How to use flash loans?
Initially the feature was open only to developers. There was no public user interface, and access was possible only via smart contracts. In 2020, however, third-party services appeared that exposed flash loans to users without Solidity skills.
This simple service currently works only with MakerDAO and performs two tasks:
- fast collateral swaps without repaying the outstanding debt (for example, swapping ETH for USDC);
- self-liquidation of a debt position without penalties.
In both cases CollateralSwap charges a 0.29% fee.
This DeFi application works with MakerDAO, Aave, Compound, dYdX and Reflexer, enabling flexible management of assets and loans. With its Recipe Creator option, users can build custom strategies using Aave and dYdX flash loans.
This application uses visual programming to make it easy to create DeFi strategies, called “combos”. Each transaction in a combo is shown as a cube. Users can set cube parameters and their order; the service then bundles all cubes into a single transaction and submits it. Aave flash loans underpin many of the template combos available in the app.
Are flash loans available in alternative ecosystems?
As EVM-compatible blockchains (Binance Smart Chain, Solana, Avalanche, Polygon, Fantom) gained popularity in the first half of 2021, flash loans also became available to users of these networks.
In April 2021 Aave was deployed on Polygon. From then on, users could take instant unsecured loans just as on Ethereum, with the same 0.09% fee—albeit with the difference that transactions on Polygon cost thousandths of a cent.
Also in April 2021, C.R.E.A.M. Finance introduced its version of flash loans on Binance Smart Chain. The feature later arrived on Polygon and Fantom. C.R.E.A.M.’s fee is just 0.03%.
Among other platforms offering flash loans on Polygon is UniLend Finance, which enables unsecured borrowing of the MATIC token with a 0.05% fee.
On Solana, the lending platform Solaris Protocol plans to offer flash loans. As of summer 2021 the app was still in alpha.
Flash loans are also in development at the Benqi Finance lending protocol, which is close to launching on Avalanche.
How risky are flash loans?
The advantages of flash loans have been exploited not only by developers and traders but also by attackers. In February 2020 two flash-loan-enabled attacks on DeFi protocols caused combined losses of $1m. They exploited a vulnerability in bZx that allowed price manipulation and artificial inflation to extract profit. Flash loans themselves had no vulnerabilities but provided very cheap financing for the attacks.

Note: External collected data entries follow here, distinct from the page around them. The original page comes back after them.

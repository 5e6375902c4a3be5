//! Read-only snapshot of a parsed page
//!
//! The DOM from scraper is not `Sync`, so everything the scorers need is
//! extracted once into owned data. The snapshot can then be shared freely
//! across threads.

use crate::HeadingCounts;
use scraper::{Html, Selector};
use std::sync::LazyLock;

const TITLE_SELECTOR_STR: &str = "title";
const META_DESCRIPTION_SELECTOR_STR: &str = "meta[name='description']";
const HEADING_SELECTOR_STR: &str = "h1, h2, h3";
const IMAGE_SELECTOR_STR: &str = "img";
const FORM_SELECTOR_STR: &str = "form";
const INPUT_SELECTOR_STR: &str = "input";
const LABEL_SELECTOR_STR: &str = "label";
const BODY_SELECTOR_STR: &str = "body";

static TITLE_SELECTOR: LazyLock<Selector> = LazyLock::new(|| {
    Selector::parse(TITLE_SELECTOR_STR).expect("Failed to parse title selector - this is a bug")
});

static META_DESCRIPTION_SELECTOR: LazyLock<Selector> = LazyLock::new(|| {
    Selector::parse(META_DESCRIPTION_SELECTOR_STR)
        .expect("Failed to parse meta description selector - this is a bug")
});

static HEADING_SELECTOR: LazyLock<Selector> = LazyLock::new(|| {
    Selector::parse(HEADING_SELECTOR_STR)
        .expect("Failed to parse heading selector - this is a bug")
});

static IMAGE_SELECTOR: LazyLock<Selector> = LazyLock::new(|| {
    Selector::parse(IMAGE_SELECTOR_STR).expect("Failed to parse image selector - this is a bug")
});

static FORM_SELECTOR: LazyLock<Selector> = LazyLock::new(|| {
    Selector::parse(FORM_SELECTOR_STR).expect("Failed to parse form selector - this is a bug")
});

static INPUT_SELECTOR: LazyLock<Selector> = LazyLock::new(|| {
    Selector::parse(INPUT_SELECTOR_STR).expect("Failed to parse input selector - this is a bug")
});

static LABEL_SELECTOR: LazyLock<Selector> = LazyLock::new(|| {
    Selector::parse(LABEL_SELECTOR_STR).expect("Failed to parse label selector - this is a bug")
});

static BODY_SELECTOR: LazyLock<Selector> = LazyLock::new(|| {
    Selector::parse(BODY_SELECTOR_STR).expect("Failed to parse body selector - this is a bug")
});

/// A heading element (h1..h3)
#[derive(Debug, Clone, PartialEq, Eq)]
pub struct Heading {
    pub level: u8,
}

/// An `<img>` element
#[derive(Debug, Clone, PartialEq, Eq)]
pub struct ImageElement {
    /// Alt attribute value; `None` when the attribute is absent
    pub alt: Option<String>,
}

impl ImageElement {
    pub fn has_alt_attribute(&self) -> bool {
        self.alt.is_some()
    }

    /// Alt attribute present and non-empty
    pub fn has_alt_text(&self) -> bool {
        self.alt.as_deref().is_some_and(|a| !a.is_empty())
    }
}

/// A `<form>` element with the inputs and labels nested inside it
#[derive(Debug, Clone, Copy, PartialEq, Eq)]
pub struct FormElement {
    pub input_count: usize,
    pub label_count: usize,
}

/// Everything the track scorers read from one page
#[derive(Debug, Clone, PartialEq)]
pub struct DocumentModel {
    raw: String,
    title: Option<String>,
    meta_description: Option<Option<String>>,
    headings: Vec<Heading>,
    images: Vec<ImageElement>,
    forms: Vec<FormElement>,
    input_count: usize,
    label_count: usize,
    body_text_len: usize,
}

impl DocumentModel {
    /// Extract the snapshot from a parsed DOM
    pub fn from_html(raw: String, html: &Html) -> Self {
        let title = html
            .select(&TITLE_SELECTOR)
            .next()
            .map(|el| el.text().collect::<String>());

        let meta_description = html
            .select(&META_DESCRIPTION_SELECTOR)
            .next()
            .map(|el| el.value().attr("content").map(str::to_string));

        let headings = html
            .select(&HEADING_SELECTOR)
            .filter_map(|el| {
                let level = match el.value().name() {
                    "h1" => 1,
                    "h2" => 2,
                    "h3" => 3,
                    _ => return None,
                };
                Some(Heading { level })
            })
            .collect();

        let images = html
            .select(&IMAGE_SELECTOR)
            .map(|el| ImageElement {
                alt: el.value().attr("alt").map(str::to_string),
            })
            .collect();

        let forms = html
            .select(&FORM_SELECTOR)
            .map(|form| FormElement {
                input_count: form.select(&INPUT_SELECTOR).count(),
                label_count: form.select(&LABEL_SELECTOR).count(),
            })
            .collect();

        let body_text_len = html
            .select(&BODY_SELECTOR)
            .next()
            .map(|body| body.text().map(|t| t.chars().count()).sum())
            .unwrap_or(0);

        Self {
            title,
            meta_description,
            headings,
            images,
            forms,
            input_count: html.select(&INPUT_SELECTOR).count(),
            label_count: html.select(&LABEL_SELECTOR).count(),
            body_text_len,
            raw,
        }
    }

    /// The raw markup as fetched
    pub fn raw(&self) -> &str {
        &self.raw
    }

    /// Page weight in bytes (UTF-8)
    pub fn byte_len(&self) -> usize {
        self.raw.len()
    }

    /// Text of the first `<title>`, if present and non-empty (not trimmed)
    pub fn title(&self) -> Option<&str> {
        self.title.as_deref().filter(|t| !t.is_empty())
    }

    /// Whether a `<meta name="description">` element exists at all
    pub fn has_meta_description_tag(&self) -> bool {
        self.meta_description.is_some()
    }

    /// Non-empty `content` of the meta description
    pub fn meta_description(&self) -> Option<&str> {
        self.meta_description
            .as_ref()
            .and_then(|c| c.as_deref())
            .filter(|c| !c.is_empty())
    }

    /// Headings h1..h3 in document order
    pub fn headings(&self) -> &[Heading] {
        &self.headings
    }

    pub fn heading_count(&self, level: u8) -> usize {
        self.headings.iter().filter(|h| h.level == level).count()
    }

    pub fn heading_counts(&self) -> HeadingCounts {
        HeadingCounts {
            h1: self.heading_count(1),
            h2: self.heading_count(2),
            h3: self.heading_count(3),
        }
    }

    pub fn images(&self) -> &[ImageElement] {
        &self.images
    }

    /// Images with no alt attribute at all
    pub fn images_without_alt(&self) -> usize {
        self.images.iter().filter(|i| !i.has_alt_attribute()).count()
    }

    /// Images whose alt attribute is absent or empty
    pub fn images_without_alt_text(&self) -> usize {
        self.images.iter().filter(|i| !i.has_alt_text()).count()
    }

    pub fn forms(&self) -> &[FormElement] {
        &self.forms
    }

    /// `<input>` elements anywhere in the document
    pub fn input_count(&self) -> usize {
        self.input_count
    }

    /// `<label>` elements anywhere in the document
    pub fn label_count(&self) -> usize {
        self.label_count
    }

    /// Character length of the body's text content
    pub fn body_text_len(&self) -> usize {
        self.body_text_len
    }
}


#[cfg(test)]
mod proptest_tests {
    use super::*;
    use proptest::prelude::*;

    fn arbitrary_markup() -> impl Strategy<Value = String> {
        let fragment = prop::sample::select(vec![
            "<title>", "</title>", "<h1>", "</h1>", "<h2>", "<h3>", "<img alt=\"a\">", "<img>",
            "<form>", "<input>", "<label>", "</form>", "<body>", "<meta name=\"description\" content=\"d\">",
            "text", " ", "<", ">", "&amp;", "<!--", "-->",
        ]);
        prop::collection::vec(fragment, 0..80).prop_map(|parts| parts.concat())
    }

    proptest! {
        #![proptest_config(ProptestConfig::with_cases(200))]

        #[test]
        fn extraction_never_panics(ref input in ".{0,500}") {
            let html = Html::parse_document(input);
            let doc = DocumentModel::from_html(input.clone(), &html);
            prop_assert_eq!(doc.byte_len(), input.len());
        }

        #[test]
        fn counts_are_consistent(ref input in arbitrary_markup()) {
            let html = Html::parse_document(input);
            let doc = DocumentModel::from_html(input.clone(), &html);
            prop_assert!(doc.images_without_alt() <= doc.images_without_alt_text());
            prop_assert!(doc.images_without_alt_text() <= doc.images().len());
            let counts = doc.heading_counts();
            prop_assert_eq!(counts.h1 + counts.h2 + counts.h3, doc.headings().len());
        }
    }
}
//! HTTP page fetching (single attempt, no retry)

use super::MarkupSource;
use crate::DocumentUnavailable;
use std::time::Duration;

/// Fetches pages over HTTP(S) with a blocking client.
///
/// One client is shared by every request this fetcher serves.
pub struct HttpFetcher {
    #[cfg(feature = "http")]
    client: reqwest::blocking::Client,
    user_agent: String,
}

impl HttpFetcher {
    /// Build a fetcher. `timeout: None` means no deadline.
    #[cfg(feature = "http")]
    pub fn new(user_agent: &str, timeout: Option<Duration>) -> anyhow::Result<Self> {
        use anyhow::Context;

        let client = reqwest::blocking::Client::builder()
            .user_agent(user_agent)
            .timeout(timeout)
            .build()
            .context("Failed to build HTTP client")?;
        Ok(Self {
            client,
            user_agent: user_agent.to_string(),
        })
    }

    /// Stub when the http feature is disabled
    #[cfg(not(feature = "http"))]
    pub fn new(user_agent: &str, _timeout: Option<Duration>) -> anyhow::Result<Self> {
        Ok(Self {
            user_agent: user_agent.to_string(),
        })
    }

    pub fn user_agent(&self) -> &str {
        &self.user_agent
    }
}

impl MarkupSource for HttpFetcher {
    #[cfg(feature = "http")]
    fn fetch(&self, url: &str) -> Result<String, DocumentUnavailable> {
        tracing::debug!(url, user_agent = %self.user_agent, "fetching page");

        let response = self
            .client
            .get(url)
            .send()
            .map_err(|e| DocumentUnavailable::fetch(url, e.to_string()))?;

        let status = response.status();
        if !status.is_success() {
            let reason = status
                .canonical_reason()
                .map(str::to_string)
                .unwrap_or_else(|| status.as_str().to_string());
            return Err(DocumentUnavailable::fetch(url, reason));
        }

        if let Some(content_type) = response
            .headers()
            .get(reqwest::header::CONTENT_TYPE)
            .and_then(|v| v.to_str().ok())
        {
            if is_binary_content_type(content_type) {
                return Err(DocumentUnavailable::parse(format!(
                    "unsupported content type '{}'",
                    content_type
                )));
            }
        }

        let body = response
            .text()
            .map_err(|e| DocumentUnavailable::fetch(url, e.to_string()))?;
        tracing::debug!(url, bytes = body.len(), "fetched page");
        Ok(body)
    }

    #[cfg(not(feature = "http"))]
    fn fetch(&self, url: &str) -> Result<String, DocumentUnavailable> {
        Err(DocumentUnavailable::fetch(
            url,
            "HTTP support not enabled. Rebuild with: cargo build --features http",
        ))
    }
}

/// Media types that can never hold a page, however lenient the parser is
const BINARY_MIME_PREFIXES: &[&str] = &["image/", "audio/", "video/", "font/"];
const BINARY_MIME_TYPES: &[&str] = &[
    "application/octet-stream",
    "application/pdf",
    "application/zip",
    "application/gzip",
    "application/wasm",
];

/// Whether a Content-Type header names clearly binary content.
///
/// Anything else (including JSON or a missing subtype) goes to the parser.
pub fn is_binary_content_type(content_type: &str) -> bool {
    let mime = content_type
        .split(';')
        .next()
        .unwrap_or("")
        .trim()
        .to_ascii_lowercase();
    BINARY_MIME_PREFIXES.iter().any(|p| mime.starts_with(p))
        || BINARY_MIME_TYPES.contains(&mime.as_str())
}
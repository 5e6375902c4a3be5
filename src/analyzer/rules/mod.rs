//! Track scorers and their rule checks

pub mod compatibility;
pub mod eco;
pub mod geo;
pub mod seo;
pub mod ux;

pub use compatibility::CompatibilityScorer;
pub use eco::EcoScorer;
pub use geo::GeoScorer;
pub use seo::SeoScorer;
pub use ux::UxScorer;

use crate::parser::DocumentModel;
use crate::{Track, TrackScore};

/// A scorer for one track.
///
/// Implementations are pure functions of the document: same input, same
/// output, no shared state. That is what lets the engine run them in
/// parallel.
pub trait TrackScorer: Send + Sync {
    /// Track this scorer populates
    fn track(&self) -> Track;

    /// Name of the scorer
    fn name(&self) -> &'static str;

    /// Score the document
    fn score(&self, document: &DocumentModel) -> TrackScore;
}

/// What one rule check contributes to its track
#[derive(Debug, Clone, Default, PartialEq, Eq)]
pub struct RuleOutcome {
    pub points: u32,
    /// The check's signal was found (used for GEO visibility flags)
    pub passed: bool,
    pub issues: Vec<String>,
    pub suggestions: Vec<String>,
}

impl RuleOutcome {
    /// Signal found, award points
    pub fn award(points: u32) -> Self {
        Self {
            points,
            passed: true,
            ..Self::default()
        }
    }

    /// Signal missing, no points
    pub fn miss() -> Self {
        Self::default()
    }

    /// Check that neither rewards nor penalizes
    pub fn neutral() -> Self {
        Self::default()
    }

    pub fn with_issue(mut self, issue: impl Into<String>) -> Self {
        self.issues.push(issue.into());
        self
    }

    pub fn with_suggestion(mut self, suggestion: impl Into<String>) -> Self {
        self.suggestions.push(suggestion.into());
        self
    }
}

/// A named, independently testable rule check
#[derive(Clone, Copy)]
pub struct RuleCheck {
    pub id: &'static str,
    pub eval: fn(&DocumentModel) -> RuleOutcome,
}

impl RuleCheck {
    pub fn run(&self, document: &DocumentModel) -> RuleOutcome {
        (self.eval)(document)
    }
}

impl std::fmt::Debug for RuleCheck {
    fn fmt(&self, f: &mut std::fmt::Formatter<'_>) -> std::fmt::Result {
        f.debug_struct("RuleCheck").field("id", &self.id).finish()
    }
}

/// Scorer instance for a track
pub fn scorer_for(track: Track) -> &'static dyn TrackScorer {
    match track {
        Track::Seo => &SeoScorer,
        Track::Geo => &GeoScorer,
        Track::Compatibility => &CompatibilityScorer,
        Track::Eco => &EcoScorer,
        Track::Ux => &UxScorer,
    }
}

#[cfg(test)]
pub(crate) fn doc(markup: &str) -> DocumentModel {
    crate::parser::HtmlParser::new()
        .parse(markup)
        .expect("test markup parses")
}
//! MCP (Model Context Protocol) server for editor and assistant integration.
//!
//! Line-delimited JSON-RPC 2.0 on stdio. Exposes tools: analyze_website,
//! analyze_markup.

use crate::analyzer::AnalysisEngine;
use crate::fetch::{MarkupSource, StaticSource};
use crate::{AnalysisRequest, AnalysisResult, TrackSelector};
use serde::{Deserialize, Serialize};
use std::io::{BufRead, BufReader, Write};

/// MCP JSON-RPC request
#[derive(Debug, Deserialize, Serialize)]
pub struct JsonRpcRequest {
    #[allow(dead_code)]
    pub jsonrpc: Option<String>,
    pub id: Option<serde_json::Value>,
    pub method: String,
    pub params: Option<serde_json::Value>,
}

/// MCP JSON-RPC response
#[derive(Debug, Serialize)]
pub struct JsonRpcResponse {
    pub jsonrpc: &'static str,
    pub id: Option<serde_json::Value>,
    #[serde(skip_serializing_if = "Option::is_none")]
    pub result: Option<serde_json::Value>,
    #[serde(skip_serializing_if = "Option::is_none")]
    pub error: Option<JsonRpcError>,
}

#[derive(Debug, Serialize)]
pub struct JsonRpcError {
    pub code: i32,
    pub message: String,
}

const METHOD_NOT_FOUND: i32 = -32601;

/// Tool definition for MCP tools/list
#[derive(Debug, Serialize)]
#[serde(rename_all = "camelCase")]
struct ToolDef {
    name: &'static str,
    description: &'static str,
    input_schema: InputSchema,
}

#[derive(Debug, Serialize)]
struct InputSchema {
    #[serde(rename = "type")]
    typ: &'static str,
    properties: serde_json::Value,
    required: Vec<&'static str>,
}

fn track_property() -> serde_json::Value {
    serde_json::json!({
        "type": "string",
        "enum": ["all", "seo", "geo", "compatibility", "eco", "ux"],
        "description": "Track to score (default: all)"
    })
}

fn tool_defs() -> Vec<ToolDef> {
    vec![
        ToolDef {
            name: "analyze_website",
            description: "Fetch a web page and score it for SEO, GEO, compatibility, eco and UX",
            input_schema: InputSchema {
                typ: "object",
                properties: serde_json::json!({
                    "url": { "type": "string", "description": "Page URL (http/https) or local HTML file" },
                    "track": track_property(),
                    "name": { "type": "string", "description": "Display name (default: the url)" }
                }),
                required: vec!["url"],
            },
        },
        ToolDef {
            name: "analyze_markup",
            description: "Score HTML markup supplied inline, without fetching anything",
            input_schema: InputSchema {
                typ: "object",
                properties: serde_json::json!({
                    "html": { "type": "string", "description": "Full page markup" },
                    "track": track_property(),
                    "name": { "type": "string", "description": "Display name (default: inline)" }
                }),
                required: vec!["html"],
            },
        },
    ]
}

/// Handle a single JSON-RPC request and return a response.
///
/// Returns `None` for notifications, which get no reply.
pub fn handle_request(req: &JsonRpcRequest, source: &dyn MarkupSource) -> Option<JsonRpcResponse> {
    if req.id.is_none() && req.method.starts_with("notifications/") {
        return None;
    }

    let id = req.id.clone();
    let result = match req.method.as_str() {
        "initialize" => serde_json::json!({
            "protocolVersion": "0.1.0",
            "capabilities": { "tools": {} },
            "serverInfo": { "name": "pagelens", "version": env!("CARGO_PKG_VERSION") }
        }),
        "tools/list" => serde_json::json!({ "tools": tool_defs() }),
        "tools/call" => call_tool(req.params.as_ref(), source),
        other => {
            return Some(JsonRpcResponse {
                jsonrpc: "2.0",
                id,
                result: None,
                error: Some(JsonRpcError {
                    code: METHOD_NOT_FOUND,
                    message: format!("Method not found: {}", other),
                }),
            });
        }
    };

    Some(JsonRpcResponse {
        jsonrpc: "2.0",
        id,
        result: Some(result),
        error: None,
    })
}

fn call_tool(params: Option<&serde_json::Value>, source: &dyn MarkupSource) -> serde_json::Value {
    let (name, args) = params
        .and_then(|p| p.get("params").or(Some(p)))
        .map(|p| {
            let name = p.get("name").and_then(|n| n.as_str()).unwrap_or("");
            let args = p
                .get("arguments")
                .and_then(|a| a.as_object())
                .cloned()
                .unwrap_or_default();
            (name, args)
        })
        .unwrap_or(("", serde_json::Map::new()));

    let arg = |key: &str| args.get(key).and_then(|v| v.as_str()).unwrap_or("").to_string();

    let result = parse_track(args.get("track")).and_then(|track| match name {
        "analyze_website" => run_analyze_website(&arg("url"), &arg("name"), track, source),
        "analyze_markup" => match args.get("html").and_then(|v| v.as_str()) {
            Some(html) => run_analyze_markup(html, &arg("name"), track),
            None => Err(anyhow::anyhow!("Missing required argument: html")),
        },
        _ => Err(anyhow::anyhow!("Unknown tool: {}", name)),
    });

    match result {
        Ok(val) => {
            let text = serde_json::to_string(&val).unwrap_or_else(|_| "{}".to_string());
            serde_json::json!({ "content": [{ "type": "text", "text": text }] })
        }
        Err(e) => {
            tracing::warn!(tool = name, error = %e, "tool call failed");
            serde_json::json!({
                "content": [{ "type": "text", "text": format!("Error: {}", e) }],
                "isError": true
            })
        }
    }
}

fn parse_track(value: Option<&serde_json::Value>) -> anyhow::Result<TrackSelector> {
    match value {
        None | Some(serde_json::Value::Null) => Ok(TrackSelector::All),
        Some(serde_json::Value::String(s)) => s.parse().map_err(|e: String| anyhow::anyhow!(e)),
        Some(other) => anyhow::bail!("Invalid argument: track must be a string, got {}", other),
    }
}

fn run_analyze_website(
    url: &str,
    name: &str,
    track: TrackSelector,
    source: &dyn MarkupSource,
) -> anyhow::Result<AnalysisResult> {
    if url.trim().is_empty() {
        anyhow::bail!("Missing required argument: url");
    }
    let request = AnalysisRequest::new(url, name, track);
    Ok(AnalysisEngine::new().run(&request, source)?)
}

fn run_analyze_markup(
    html: &str,
    name: &str,
    track: TrackSelector,
) -> anyhow::Result<AnalysisResult> {
    let name = if name.is_empty() { "inline" } else { name };
    let request = AnalysisRequest::new("inline", name, track);
    Ok(AnalysisEngine::new().run(&request, &StaticSource::new(html))?)
}

/// Run the MCP server loop (stdin / stdout).
pub fn run_mcp_server(source: &dyn MarkupSource) -> anyhow::Result<()> {
    let stdin = std::io::stdin();
    let mut stdout = std::io::stdout();
    let reader = BufReader::new(stdin.lock());

    tracing::info!("MCP server listening on stdio");
    for line in reader.lines() {
        let line = line?;
        if line.trim().is_empty() {
            continue;
        }
        let req: JsonRpcRequest = match serde_json::from_str(&line) {
            Ok(r) => r,
            Err(e) => {
                tracing::warn!(error = %e, "ignoring malformed request");
                continue;
            }
        };

        if let Some(response) = handle_request(&req, source) {
            writeln!(stdout, "{}", serde_json::to_string(&response)?)?;
            stdout.flush()?;
        }
    }
    Ok(())
}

Throughout 2020 flash-loan-based attacks became one of the most frequently used ways to steal funds from DeFi protocols. Most exploited weak price oracles and the ability to manipulate asset prices.
In spring 2021 flash loans became available across several EVM-compatible networks—triggering a wave of attacks on DeFi protocols, above all on Binance Smart Chain (BSC).
In May 2021 alone, decentralised services on BSC lost a total of $167m to attacks. The biggest hits were on Belt Finance (a $50m loss) and Pancake Bunny (which lost $45m). Other victims included BurgeSwap, ApeRocket, bEarnFi and a number of other BSC-based DeFi projects.